Basra Palace: The setting in Between Ghosts is based on the accounts of real life British Soldiers who were based there during the war and after. The palace was eventually handed back to the Iraqis in September 2007.
Wedge: Is so known because his surname is Richie. Wedge is British slang for a lot of money, ie: “That cost a wedge.” “He’s wedged.”
Connor has a pierced nipple: he took it out to travel to the middle east and it took Nat a good few days to notice it when it finally reappeared. Alas, this scene didn’t make it through the final edit, but I may release it some time as a bonus chapter.
Nat is a bit of an obsessive gardener when he’s at home: It started when Pogo bought him an apple tree in a pot as a joke, but he nurtured the tree, and planted more shrubs etc around it, and then herbs, and fruit and veg. He misses the garden when he’s away, and the calming effect it has on him. Coming home has meant little to him since Pogo died, and entrusting his precious plants to his neighbour and her unruly chickens is tough, but even on the darkest winter day, it’s the first place he can be found when the debriefs are done.
In 2003, journalist Connor Regan marched through London to add his voice to a million others, decrying the imminent invasion of Iraq. Eight months later, his brother, James, was killed in action in Mosul.
Three years on, Connor finds himself bound for Iraq to embed with an elite SAS team. He sets his boots on the ground looking for closure and solace—anything to ease the pain of his brother’s death. Instead he finds Sergeant Nathan Thompson.
Nat Thompson is a veteran commander, hardened by years of combat and haunted by the loss of his best friend. Being lumbered with a civilian is a hassle Nat doesn’t need, and he vows to do nothing more than keep the hapless hack from harm’s way.
But Connor proves far from hapless, and too compelling to ignore for long. He walks straight through the steel wall Nat’s built around his heart, and when their mission puts him in mortal danger, Nat must lay old ghosts to rest and fight to the death for the only man he’s ever truly loved.
About Garret Leigh
Garrett Leigh is a British writer and book designer, currently working for Dreamspinner Press, Loose Id, Riptide Publishing, and Black Jazz Press. Her protagonists will always always be tortured, crippled, broken, and deeply flawed. Throw in a tale of enduring true love, some stubbly facial hair, and a bunch of tattoos, and you’ve got yourself a Garrett special.
When not writing, Garrett can generally be found procrastinating on Twitter, cooking up a storm, or sitting on her behind doing as little as possible.

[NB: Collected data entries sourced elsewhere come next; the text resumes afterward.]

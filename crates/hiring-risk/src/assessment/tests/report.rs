use super::common::*;
use crate::assessment::domain::Answers;
use crate::assessment::interpretation::interpret;
use crate::assessment::report::views::{IndicatorBand, IndicatorKind, RiskReport};
use crate::assessment::scoring::score;
use crate::assessment::tables::{TensionLevel, HEATMAP};

#[test]
fn band_edges_follow_forty_and_seventy() {
    assert_eq!(IndicatorBand::from_value(0.0), IndicatorBand::Low);
    assert_eq!(IndicatorBand::from_value(39.999), IndicatorBand::Low);
    assert_eq!(IndicatorBand::from_value(40.0), IndicatorBand::Moderate);
    assert_eq!(IndicatorBand::from_value(69.999), IndicatorBand::Moderate);
    assert_eq!(IndicatorBand::from_value(70.0), IndicatorBand::High);
    assert_eq!(IndicatorBand::High.class(), "high");
}

#[test]
fn report_lists_indicators_in_display_order() {
    let answers = quiet_answers();
    let report = RiskReport::assess(&answers);

    let kinds: Vec<_> = report.indicators.iter().map(|bar| bar.kind).collect();
    assert_eq!(kinds, IndicatorKind::ordered().to_vec());
    assert_eq!(report.tier_class, "tier-low");
    assert_eq!(report.indicators[0].band, IndicatorBand::Low);
    assert_eq!(report.indicators[2].band, IndicatorBand::High);
    assert_eq!(report.indicators[3].band_class, "moderate");
}

#[test]
fn build_matches_assess() {
    let answers = neutral_answers();
    let result = score(&answers);
    let built = RiskReport::build(&answers, &result, interpret(&answers, &result));

    assert_eq!(built, RiskReport::assess(&answers));
    assert_eq!(built.interpretation_text, built.interpretation.to_string());
}

#[test]
fn heatmap_is_identical_for_every_input() {
    for answers in Answers::all() {
        let report = RiskReport::assess(&answers);
        assert_eq!(report.heatmap, HEATMAP.to_vec());
    }
    assert_eq!(HEATMAP.len(), 4);
    assert_eq!(HEATMAP[0].level, TensionLevel::VeryHigh);
}

#[test]
fn report_serializes_with_snake_case_enums() {
    let report = RiskReport::assess(&saturated_answers());
    let value = serde_json::to_value(&report).expect("report serializes");

    assert_eq!(value["tier"], "structural");
    assert_eq!(value["answers"]["region"], "brussels");
    assert_eq!(value["indicators"][3]["kind"], "eor_feasibility");
    assert_eq!(value["heatmap"][0]["level"], "very_high");
}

That, and dreaming up new ways to torture her characters. Garrett believes in happy endings; she just likes to make her boys work for it.
Garrett also works as a freelance cover artist for various publishing houses and independent authors under the pseudonym G.D. Leigh. For cover art info, please visit blackjazzpress.com.
Leave a comment for a chance to win $20 in Riptide credit. Entries close at midnight, Eastern time, on March 19, 2016. Contest is NOT restricted to U.S. Entries. Thanks for following the tour, and don’t forget to leave your contact info!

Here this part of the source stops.